The geometric algebra product of two vectors $v$ and $w$
$ v w = v \cdot w + v \wedge w $ is defined to be $ vw = 1/2 (vw +wv) + 1/2 ( vw- wv) $.
The Wedge product in differential geometry is defined as follows $ \vec{v} \wedge \vec{w} = \vec{v} \otimes \vec{w} - \vec{w} \otimes \vec{v} $
Except for the factor $1/2$, which could be a definition matter, the wedge product of two vectors in geometry algebra language and the wegde product in differential geometry language seem to be the same. Can I relate the GA product with the tensor product ? Can I interpret the inner product as a symmetric tensor product $ \vec{v} \cdot \vec{w} = \vec{v} \otimes \vec{w} + \vec{w} \otimes \vec{v} $ It seems like I would need $ \vec{v} \cdot \vec{w} = 1/2\text{Tr}(\vec{v} \otimes \vec{w} + \vec{w} \otimes \vec{v}) $.

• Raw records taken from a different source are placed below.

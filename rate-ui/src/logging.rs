use anyhow::Result;
use chrono::Local;
use std::{
    fs::File,
    io::{self, IsTerminal, Write},
    path::Path,
    sync::{Arc, Mutex, MutexGuard, OnceLock, PoisonError},
};
use tracing::{Event, Level, Subscriber};
use tracing_subscriber::{
    EnvFilter,
    fmt::{
        FmtContext, MakeWriter,
        format::{FormatEvent, FormatFields, Writer},
    },
    layer::SubscriberExt,
    registry::LookupSpan,
    reload,
    util::SubscriberInitExt,
};

// --- Formatter ---

/// Local-time timestamp, coloured level, source location, then fields.
struct LocalFmt;

impl<S, N> FormatEvent<S, N> for LocalFmt
where
    S: Subscriber + for<'a> LookupSpan<'a>,
    N: for<'a> FormatFields<'a> + 'static,
{
    fn format_event(
        &self,
        ctx: &FmtContext<'_, S, N>,
        mut writer: Writer<'_>,
        event: &Event<'_>,
    ) -> std::fmt::Result {
        let meta = event.metadata();
        let ansi = writer.has_ansi_escapes();

        let timestamp = Local::now().format("%Y-%m-%dT%H:%M:%S%.3f%:z");
        if ansi {
            write!(writer, "\x1b[2m{timestamp}\x1b[0m ")?;
        } else {
            write!(writer, "{timestamp} ")?;
        }

        let colour = match *meta.level() {
            Level::ERROR => "\x1b[1;31m",
            Level::WARN => "\x1b[1;33m",
            Level::INFO => "\x1b[1;32m",
            Level::DEBUG => "\x1b[1;34m",
            Level::TRACE => "\x1b[1;35m",
        };
        if ansi {
            write!(writer, "{colour}{:>5}\x1b[0m ", meta.level())?;
        } else {
            write!(writer, "{:>5} ", meta.level())?;
        }

        let file = meta.file().map(|f| {
            f.strip_prefix("src/")
                .or_else(|| f.strip_prefix("src\\"))
                .unwrap_or(f)
        });
        if let (Some(file), Some(line)) = (file, meta.line()) {
            if ansi {
                write!(writer, "\x1b[36m{file}:{line}\x1b[0m ")?;
            } else {
                write!(writer, "{file}:{line} ")?;
            }
        }

        ctx.field_format().format_fields(writer.by_ref(), event)?;
        writeln!(writer)
    }
}

// --- Late-bound file writer ---

type SharedFile = Arc<Mutex<Option<File>>>;

/// A MakeWriter that can be pointed at a file after initialization.
/// While no file is set, all writes are discarded.
#[derive(Clone)]
struct FileSlot(SharedFile);

struct SlotWriter<'a>(MutexGuard<'a, Option<File>>);

impl Write for SlotWriter<'_> {
    fn write(
        &mut self,
        buf: &[u8],
    ) -> io::Result<usize> {
        match &mut *self.0 {
            Some(f) => f.write(buf),
            None => Ok(buf.len()),
        }
    }

    fn flush(&mut self) -> io::Result<()> {
        match &mut *self.0 {
            Some(f) => f.flush(),
            None => Ok(()),
        }
    }
}

impl<'a> MakeWriter<'a> for FileSlot {
    type Writer = SlotWriter<'a>;

    fn make_writer(&'a self) -> Self::Writer {
        // A writer that panicked mid-record leaves the file usable
        SlotWriter(self.0.lock().unwrap_or_else(PoisonError::into_inner))
    }
}

// --- Statics ---

type SetLevelFn = Box<dyn Fn(&str) -> Result<()> + Send + Sync>;

static SET_LOG_LEVEL: OnceLock<SetLevelFn> = OnceLock::new();
static FILE_SLOT: OnceLock<SharedFile> = OnceLock::new();

/// `RUST_LOG` wins over the configured level.
fn make_filter(default_level: &str) -> EnvFilter {
    EnvFilter::try_from_default_env()
        .or_else(|_| EnvFilter::try_new(default_level))
        .unwrap_or_else(|_| EnvFilter::new("info"))
}

fn store_level_handle<S>(handle: reload::Handle<EnvFilter, S>)
where
    S: Subscriber + Send + Sync + 'static,
{
    let _ = SET_LOG_LEVEL.set(Box::new(move |level_str: &str| {
        let filter = EnvFilter::try_new(level_str)
            .map_err(|e| anyhow::anyhow!("invalid log level '{level_str}': {e}"))?;
        handle
            .reload(filter)
            .map_err(|e| anyhow::anyhow!("filter reload failed: {e}"))
    }));
}

// --- Public API ---

/// Returns `true` if `level` is a valid filter directive.
pub fn is_valid_level(level: &str) -> bool {
    EnvFilter::try_new(level).is_ok()
}

/// Changes the active log filter at runtime.
/// Accepts a bare level ("error", "warn", "info", "debug", "trace")
/// or any full EnvFilter directive.
pub fn set_log_level(level: &str) -> Result<()> {
    match SET_LOG_LEVEL.get() {
        Some(f) => f(level),
        None => anyhow::bail!("logging not yet initialized"),
    }
}

/// Starts appending log output to `path`. Replaces any open log file.
/// The directory must already exist.
pub fn enable_file_logging(path: &Path) -> Result<()> {
    let file = File::options()
        .create(true)
        .append(true)
        .open(path)
        .map_err(|e| anyhow::anyhow!("cannot open log file '{}': {e}", path.display()))?;

    match FILE_SLOT.get() {
        Some(slot) => {
            *slot.lock().unwrap_or_else(PoisonError::into_inner) = Some(file);
            Ok(())
        }
        None => anyhow::bail!("logging not yet initialized"),
    }
}

/// Initializes logging. Call once at startup.
///
/// - Stderr: coloured when attached to a terminal, plain when piped. Stdout is
///   left to command output.
/// - File: inactive until `enable_file_logging()` is called.
/// - Level: `RUST_LOG` when set, otherwise `default_level`.
pub fn init_logging(default_level: &str) {
    let file_inner: SharedFile = Arc::new(Mutex::new(None));
    let _ = FILE_SLOT.set(file_inner.clone());

    let (level_filter, level_handle) = reload::Layer::new(make_filter(default_level));

    let stderr_layer = tracing_subscriber::fmt::layer()
        .event_format(LocalFmt)
        .with_ansi(io::stderr().is_terminal())
        .with_writer(io::stderr);

    let file_layer = tracing_subscriber::fmt::layer()
        .event_format(LocalFmt)
        .with_ansi(false)
        .with_writer(FileSlot(file_inner));

    if tracing_subscriber::registry()
        .with(level_filter)
        .with(stderr_layer)
        .with(file_layer)
        .try_init()
        .is_ok()
    {
        store_level_handle(level_handle);
    }
}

Does anyone knows how this works or have a good source for me to learn ?
Geometric algebra (GA) is really just a Clifford algebra, i.e. it is basically a tensor algebra with an equivalence relation.
The product of two vectors $v$ and $w,$ written $vw,$ is defined as $v\otimes w$ with the extra condition that $v^2 := vv = |v|^2.$
The inner product (dot product) of two vectors is defined as $$v\cdot w = \frac12(vw+wv) = \frac12(v\otimes w + w\otimes v),$$ and the exterior product as $$v\wedge w = \frac12(vw-wv) = \frac12(v\otimes w - w\otimes v).$$
The exterior algebra of differential geometry is closely related. It is spanned by all antisymmetric elements in the tensor algebra, like $v\wedge w$ above and $$ u\wedge v\wedge w = \frac16(u\otimes v\otimes w - u\otimes w\otimes v + w\otimes u\otimes v - w \otimes v\otimes u + v\otimes w\otimes u - v\otimes u\otimes w). $$
The linked pages on Wikipedia have quite a lot of information.